Foto: Cortesía Laboratorios Black Velvet
enero 16, 2019
Cultura Cine y TV

Clímax: la película más «Hollywood» de Gaspar Noé

Una experiencia que se padece y se disfruta al mismo tiempo. La nueva película de Gaspar Noé se estrena el 17 de enero en Colombia.
POR:
Diego Martínez

A pesar de estar situada en la Francia de los años 90, Clímax, el quinto largometraje de Gaspar Noé, es un retrato descarnado de la juventud de hoy, del delirio, de la ruptura de los límites y de las fiestas descontroladas. Un retrato de una sociedad hedonista e hipócrita, que ante el caos se come a sí misma con la misma furia de una manada de perros hambrientos.

Denominada como un thriller psicológico, Clímax va más allá e incorpora géneros que van desde el musical (con estética documental en unas partes), hasta conseguir sensaciones de suspenso y terror. Una combinación rara pero genial, que Gaspar Noé rodó en apenas tres semanas, y que al empezar la grabación solo contaba con cuatro páginas de guión. Un completo absurdo para la industria del cine, pero que no fue impedimento para que la película saliera adelante y fuera la gran ganadora de la Quincena de Realizadores, en Cannes, con el galardón Art Cinema, y obtuviera el premio a mejor película en Festival de Cine de Sitges.

En medio de una premisa dramática sencilla, que involucra a un grupo de jóvenes bailarines en medio de una fiesta que pasa del placer al dolor, Gaspar Noé creó un relato complejo y lleno de subtramas, que evidencia nuevamente sus obsesiones más recurrentes, como el embarazo, el aborto, la violación, las drogas y el incesto.

Estos temas que se han convertido ya en un leitmotiv de su obra, y dejan ver en el cineasta un gusto por algunos autores de la psicología como Freud y Gustave Le Bon, quienes se muestran explícitamente en el epílogo de la película, en la que Gaspar Noé expone sus referentes tanto literarios como cinematográficos, entre los que destacan títulos como La muchedumbre: un estudio de la mente popular, de Le Bon, y el clásico videojuego de inicios del 2000, Silent Hill, que parece ser el referente más claro para la locación de Clímax.
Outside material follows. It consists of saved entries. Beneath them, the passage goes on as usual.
//! Vorbis floor (type 1) 解码.
//!
//! floor 是对数幅度域中的分段线性频谱包络. 配置阶段记录分区结构与
//! 各 class 的 codebook; 每个音频包中先解出各控制点的 y 值, 经邻居
//! 预测修正与钳位后, 用整数 DDA 画线合成包络曲线, 最后查逆 dB 表
//! 转回线性幅度域, 使 residue 域的乘法等价于对数域的加法.
//!
//! 本实现只支持 floor type 1; type 0 在 setup 解析处拒绝.

use ling_core::{LingError, LingResult};

use super::bitreader::{LsbBitReader, ilog};
use super::codebook::Codebook;
use super::synthesis::ChannelState;

/// 控制点数上限: 31 个分区 * 8 维 + 2 个隐式端点
const MAX_FLOOR_VALUES: usize = 65;

/// multiplier 对应的 y 值范围表
const RANGE_TABLE: [i32; 4] = [256, 128, 86, 64];

/// floor type 1 配置
#[derive(Debug, Clone)]
pub(crate) struct Floor {
    /// 每个分区所属的 class
    partition_classes: Vec<u8>,
    /// 每个 class 的维数 (1..=8)
    class_dimensions: Vec<u8>,
    /// 每个 class 的子类位数 (0..=3)
    class_subclasses: Vec<u8>,
    /// 每个 class 的主 codebook (子类位数为 0 时不使用)
    class_masterbooks: Vec<u8>,
    /// 每个 class 的子类 codebook 表, -1 表示该子类无书
    subclass_books: Vec<Vec<i32>>,
    /// y 值放大倍数 (1..=4)
    multiplier: u32,
    /// 控制点 x 坐标, 前两项为隐式的 0 与 2^rangebits
    x_list: Vec<u32>,
    /// x_list 按 x 升序的下标排列
    sorted_order: Vec<usize>,
    /// 从第 2 个点起, 每个点的 (low, high) 邻居下标
    neighbors: Vec<(usize, usize)>,
}

impl Floor {
    /// 从 setup 头包解析一个 floor1 配置
    pub(crate) fn read(br: &mut LsbBitReader<'_>, codebook_count: usize) -> LingResult<Self> {
        let partitions = br.read_bits(5) as usize;
        let mut partition_classes = Vec::with_capacity(partitions);
        let mut maximum_class = 0usize;
        for _ in 0..partitions {
            let class = br.read_bits(4) as u8;
            maximum_class = maximum_class.max(class as usize + 1);
            partition_classes.push(class);
        }

        let mut class_dimensions = vec![0u8; maximum_class];
        let mut class_subclasses = vec![0u8; maximum_class];
        let mut class_masterbooks = vec![0u8; maximum_class];
        let mut subclass_books = vec![Vec::new(); maximum_class];
        for class in 0..maximum_class {
            class_dimensions[class] = (br.read_bits(3) + 1) as u8;
            let subclasses = br.read_bits(2) as u8;
            class_subclasses[class] = subclasses;
            if subclasses > 0 {
                let masterbook = br.read_bits(8);
                if masterbook as usize >= codebook_count {
                    return Err(LingError::InvalidData(
                        "Vorbis floor1 masterbook 索引越界".into(),
                    ));
                }
                class_masterbooks[class] = masterbook as u8;
            }
            let book_count = 1usize << subclasses;
            let mut books = Vec::with_capacity(book_count);
            for _ in 0..book_count {
                let book = br.read_bits(8) as i32 - 1;
                if book >= codebook_count as i32 {
                    return Err(LingError::InvalidData(
                        "Vorbis floor1 子类 codebook 索引越界".into(),
                    ));
                }
                books.push(book);
            }
            subclass_books[class] = books;
        }

        let multiplier = br.read_bits(2) + 1;
        let range_bits = br.read_bits(4);

        let mut x_list = vec![0u32, 1u32 << range_bits];
        for &class in &partition_classes {
            for _ in 0..class_dimensions[class as usize] {
                x_list.push(br.read_bits(range_bits));
            }
        }
        if x_list.len() > MAX_FLOOR_VALUES {
            return Err(LingError::InvalidData(format!(
                "Vorbis floor1 控制点过多: {}",
                x_list.len(),
            )));
        }
        // x 坐标必须互不相同
        let mut sorted_order: Vec<usize> = (0..x_list.len()).collect();
        sorted_order.sort_by_key(|&i| x_list[i]);
        for pair in sorted_order.windows(2) {
            if x_list[pair[0]] == x_list[pair[1]] {
                return Err(LingError::InvalidData(
                    "Vorbis floor1 控制点 x 坐标重复".into(),
                ));
            }
        }

        // 预计算邻居: 点 i 的 low/high 邻居取自前 i 个点中
        // x 值小于/大于 x[i] 的最近者
        let mut neighbors = Vec::with_capacity(x_list.len().saturating_sub(2));
        for i in 2..x_list.len() {
            neighbors.push((low_neighbor(&x_list, i), high_neighbor(&x_list, i)));
        }

        Ok(Self {
            partition_classes,
            class_dimensions,
            class_subclasses,
            class_masterbooks,
            subclass_books,
            multiplier,
            x_list,
            sorted_order,
            neighbors,
        })
    }

    /// 解码一个音频包中单个声道的 floor 曲线
    ///
    /// 曲线写入 `chan.floor[..n]` (线性幅度域), n 为半块长.
    /// 返回 false 表示本块该声道 floor 未使用 (静音), 曲线未写入.
    pub(crate) fn decode(
        &self,
        br: &mut LsbBitReader<'_>,
        codebooks: &[Codebook],
        chan: &mut ChannelState,
        n: usize,
    ) -> LingResult<bool> {
        if !br.read_flag() {
            return Ok(false);
        }

        let range = RANGE_TABLE[self.multiplier as usize - 1];
        let y_bits = ilog(range as u32 - 1);

        // 头两个控制点直接读取
        let y = &mut chan.floor_y;
        y.clear();
        y.push(br.read_bits(y_bits) as i32);
        y.push(br.read_bits(y_bits) as i32);

        // 其余按分区经 classbook / 子类 codebook 解码.
        // 中途遇到包尾时本声道 floor 未使用 (静音), 不是错误.
        for &class in &self.partition_classes {
            if br.is_end_of_packet() {
                return Ok(false);
            }
            let class = class as usize;
            let cdim = self.class_dimensions[class] as usize;
            let cbits = self.class_subclasses[class] as u32;
            let csub = (1u32 << cbits) - 1;
            let mut cval = 0u32;
            if cbits > 0 {
                cval = codebooks[self.class_masterbooks[class] as usize].decode_scalar(br)?;
            }
            for _ in 0..cdim {
                let book = self.subclass_books[class][(cval & csub) as usize];
                cval >>= cbits;
                if book >= 0 {
                    y.push(codebooks[book as usize].decode_scalar(br)? as i32);
                } else {
                    y.push(0);
                }
            }
        }

        // 振幅合成: 以已确定的邻居点做线性预测, 差值还原真实 y
        let final_y = &mut chan.floor_final_y;
        let step2 = &mut chan.floor_step2;
        final_y.clear();
        step2.clear();
        final_y.push(y[0]);
        final_y.push(y[1]);
        step2.push(true);
        step2.push(true);
        for i in 2..self.x_list.len() {
            let (low, high) = self.neighbors[i - 2];
            let predicted = render_point(
                self.x_list[low] as i32,
                final_y[low],
                self.x_list[high] as i32,
                final_y[high],
                self.x_list[i] as i32,
            );
            let val = y[i];
            let highroom = range - predicted;
            let lowroom = predicted;
            let room = highroom.min(lowroom) * 2;
            if val != 0 {
                step2[low] = true;
                step2[high] = true;
                step2.push(true);
                final_y.push(if val >= room {
                    if highroom > lowroom {
                        val - lowroom + predicted
                    } else {
                        predicted - val + highroom - 1
                    }
                } else if val % 2 == 1 {
                    predicted - (val + 1) / 2
                } else {
                    predicted + val / 2
                });
            } else {
                step2.push(false);
                final_y.push(predicted);
            }
        }
        for v in final_y.iter_mut() {
            *v = (*v).clamp(0, range - 1);
        }

        // 曲线合成: 按 x 升序画线段, 未置 step2 标志的点不参与
        let mult = self.multiplier as i32;
        let out = &mut chan.floor[..n];
        let mut lx = 0i32;
        let mut ly = final_y[self.sorted_order[0]] * mult;
        let mut hx = 0i32;
        let mut hy = ly;
        for &si in &self.sorted_order[1..] {
            if step2[si] {
                hy = final_y[si] * mult;
                hx = self.x_list[si] as i32;
                render_line(lx, ly, hx, hy, out);
                lx = hx;
                ly = hy;
            }
        }
        if (hx as usize) < n {
            // 最后一点之后补水平线段
            render_line(hx, hy, n as i32, hy, out);
        }

        Ok(true)
    }
}

/// 前 i 个点中 x 小于 x[i] 的最近点下标
fn low_neighbor(v: &[u32], i: usize) -> usize {
    let mut best = 0;
    for (n, &x) in v.iter().enumerate().take(i) {
        if x < v[i] && x >= v[best] {
            best = n;
        }
    }
    best
}

/// 前 i 个点中 x 大于 x[i] 的最近点下标
fn high_neighbor(v: &[u32], i: usize) -> usize {
    let mut best = 1;
    for (n, &x) in v.iter().enumerate().take(i) {
        if x > v[i] && x <= v[best] {
            best = n;
        }
    }
    best
}

/// 线段上整数点的 y 坐标 (不做舍入的整数插值)
fn render_point(x0: i32, y0: i32, x1: i32, y1: i32, x: i32) -> i32 {
    let dy = y1 - y0;
    let adx = x1 - x0;
    let ady = dy.abs();
    let err = ady * (x - x0);
    let off = err / adx;
    if dy < 0 { y0 - off } else { y0 + off }
}

/// 整数 DDA 画线, 结果经逆 dB 表写入 out[x0..min(x1, len)]
fn render_line(x0: i32, y0: i32, x1: i32, y1: i32, out: &mut [f32]) {
    let dy = y1 - y0;
    let adx = x1 - x0;
    let mut ady = dy.abs();
    let base = dy / adx;
    let sy = if dy < 0 { base - 1 } else { base + 1 };
    ady -= base.abs() * adx;

    if x0 as usize >= out.len() {
        return;
    }
    let mut y = y0;
    let mut err = 0;
    out[x0 as usize] = INVERSE_DB_TABLE[y.clamp(0, 255) as usize];
    for x in x0 + 1..x1.min(out.len() as i32) {
        err += ady;
        if err >= adx {
            err -= adx;
            y += sy;
        } else {
            y += base;
        }
        out[x as usize] = INVERSE_DB_TABLE[y.clamp(0, 255) as usize];
    }
}

/// 逆 dB 查找表 (Vorbis I 规范 §7.2.4), 256 级对数幅度到线性幅度
#[rustfmt::skip]
static INVERSE_DB_TABLE: [f32; 256] = [
    1.0649863e-07, 1.1341951e-07, 1.2079015e-07, 1.2863978e-07,
    1.3699951e-07, 1.4590251e-07, 1.5538408e-07, 1.6548181e-07,
    1.7623575e-07, 1.8768855e-07, 1.9988561e-07, 2.1287530e-07,
    2.2670913e-07, 2.4144197e-07, 2.5713223e-07, 2.7384213e-07,
    2.9163793e-07, 3.1059021e-07, 3.3077411e-07, 3.5226968e-07,
    3.7516214e-07, 3.9954229e-07, 4.2550680e-07, 4.5315863e-07,
    4.8260743e-07, 5.1396998e-07, 5.4737065e-07, 5.8294187e-07,
    6.2082472e-07, 6.6116941e-07, 7.0413592e-07, 7.4989464e-07,
    7.9862701e-07, 8.5052630e-07, 9.0579828e-07, 9.6466216e-07,
    1.0273513e-06, 1.0941144e-06, 1.1652161e-06, 1.2409384e-06,
    1.3215816e-06, 1.4074654e-06, 1.4989305e-06, 1.5963394e-06,
    1.7000785e-06, 1.8105592e-06, 1.9282195e-06, 2.0535261e-06,
    2.1869758e-06, 2.3290978e-06, 2.4804557e-06, 2.6416497e-06,
    2.8133190e-06, 2.9961443e-06, 3.1908506e-06, 3.3982101e-06,
    3.6190449e-06, 3.8542308e-06, 4.1047004e-06, 4.3714470e-06,
    4.6555282e-06, 4.9580707e-06, 5.2802740e-06, 5.6234160e-06,
    5.9888572e-06, 6.3780469e-06, 6.7925283e-06, 7.2339451e-06,
    7.7040476e-06, 8.2047000e-06, 8.7378876e-06, 9.3057248e-06,
    9.9104632e-06, 1.0554501e-05, 1.1240392e-05, 1.1970856e-05,
    1.2748789e-05, 1.3577278e-05, 1.4459606e-05, 1.5399272e-05,
    1.6400004e-05, 1.7465768e-05, 1.8600792e-05, 1.9809576e-05,
    2.1096914e-05, 2.2467911e-05, 2.3928002e-05, 2.5482978e-05,
    2.7139006e-05, 2.8902651e-05, 3.0780908e-05, 3.2781225e-05,
    3.4911534e-05, 3.7180282e-05, 3.9596466e-05, 4.2169667e-05,
    4.4910090e-05, 4.7828601e-05, 5.0936773e-05, 5.4246931e-05,
    5.7772202e-05, 6.1526565e-05, 6.5524908e-05, 6.9783085e-05,
    7.4317983e-05, 7.9147585e-05, 8.4291040e-05, 8.9768747e-05,
    9.5602426e-05, 0.00010181521, 0.00010843174, 0.00011547824,
    0.00012298267, 0.00013097477, 0.00013948625, 0.00014855085,
    0.00015820453, 0.00016848555, 0.00017943469, 0.00019109536,
    0.00020351382, 0.00021673929, 0.00023082423, 0.00024582449,
    0.00026179955, 0.00027881276, 0.00029693158, 0.00031622787,
    0.00033677814, 0.00035866388, 0.00038197188, 0.00040679456,
    0.00043323036, 0.00046138411, 0.00049136745, 0.00052329927,
    0.00055730621, 0.00059352311, 0.00063209358, 0.00067317058,
    0.00071691700, 0.00076350630, 0.00081312324, 0.00086596457,
    0.00092223983, 0.00098217216, 0.0010459992,  0.0011139742,
    0.0011863665,  0.0012634633,  0.0013455702,  0.0014330129,
    0.0015261382,  0.0016253153,  0.0017309374,  0.0018434235,
    0.0019632195,  0.0020908006,  0.0022266726,  0.0023713743,
    0.0025254795,  0.0026895994,  0.0028643847,  0.0030505286,
    0.0032487691,  0.0034598925,  0.0036847358,  0.0039241906,
    0.0041792066,  0.0044507950,  0.0047400328,  0.0050480668,
    0.0053761186,  0.0057254891,  0.0060975636,  0.0064938176,
    0.0069158225,  0.0073652516,  0.0078438871,  0.0083536271,
    0.0088964928,  0.009474637,   0.010090352,   0.010746080,
    0.011444421,   0.012188144,   0.012980198,   0.013823725,
    0.014722068,   0.015678791,   0.016697687,   0.017782797,
    0.018938423,   0.020169149,   0.021479854,   0.022875735,
    0.024362330,   0.025945531,   0.027631618,   0.029427276,
    0.031339626,   0.033376252,   0.035545228,   0.037855157,
    0.040315199,   0.042935108,   0.045725273,   0.048696758,
    0.051861348,   0.055231591,   0.058820850,   0.062643361,
    0.066714279,   0.071049749,   0.075666962,   0.080584227,
    0.085821044,   0.091398179,   0.097337747,   0.10366330,
    0.11039993,    0.11757434,    0.12521498,    0.13335215,
    0.14201813,    0.15124727,    0.16107617,    0.17154380,
    0.18269168,    0.19456402,    0.20720788,    0.22067342,
    0.23501402,    0.25028656,    0.26655159,    0.28387361,
    0.30232132,    0.32196786,    0.34289114,    0.36517414,
    0.38890521,    0.41417847,    0.44109412,    0.46975890,
    0.50028648,    0.53279791,    0.56742212,    0.60429640,
    0.64356699,    0.68538959,    0.72993007,    0.77736504,
    0.82788260,    0.88168307,    0.93897980,    1.0,
];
En esta fiesta el baile es el gran protagonista, que se aprecia de dos maneras muy distintas: primero a través de un plano secuencia espléndido, donde se nota la planeación de cada detalle. La otra propuesta, surgió a partir de un dilema que el director tuvo que sortear en medio del rodaje, cuando se dio cuenta que la película no podía estar compuesta por dos planos secuencia, cada uno de 45 minutos, como lo tenía pensado en un principio, sino que debía tener una combinación de planos fijos en donde la improvisación en el baile y los diálogos fuera protagonista.

Es ahí donde la película adquiere verdadera humanidad, porque al ver a estos personajes moviéndose de esa manera tan vívida, la película logra transmitir la sensación de una fiesta real, en donde todo fluye caóticamente.

“Si quería que la gente existiera bailando y hablando en su mejor manera, era muy complicado combinar eso con planos secuencia, porque las cosas más espontáneas no iban a surgir. Así que decidí interrumpir el plano secuencia en la primera parte. Qué bueno que tomé esa decisión…”, le contó Gaspar Noé a Vice España.

También contó con un elenco lleno de bailarines profesionales, salvo dos o tres excepciones, como Sofia Boutella, que le da vida al personaje en quien cae toda la desesperación de la situación desbordada.

Sin duda, otro punto fuerte de Clímax es la sinergia entre la cámara, la música y el espacio, elementos que se conectan para transmitir un sentimiento de omnipresencia y de agobio, que llega a límites de tensión gracias a la banda sonora, que pareciera nunca terminar como la misma fiesta.

Tal vez sea la historia más digerible de Gaspar Noé, y sin embargo, dura y agobiante; su película más cercana a Hollywood, pero que ningún realizador en Hollywood se atrevería a hacer.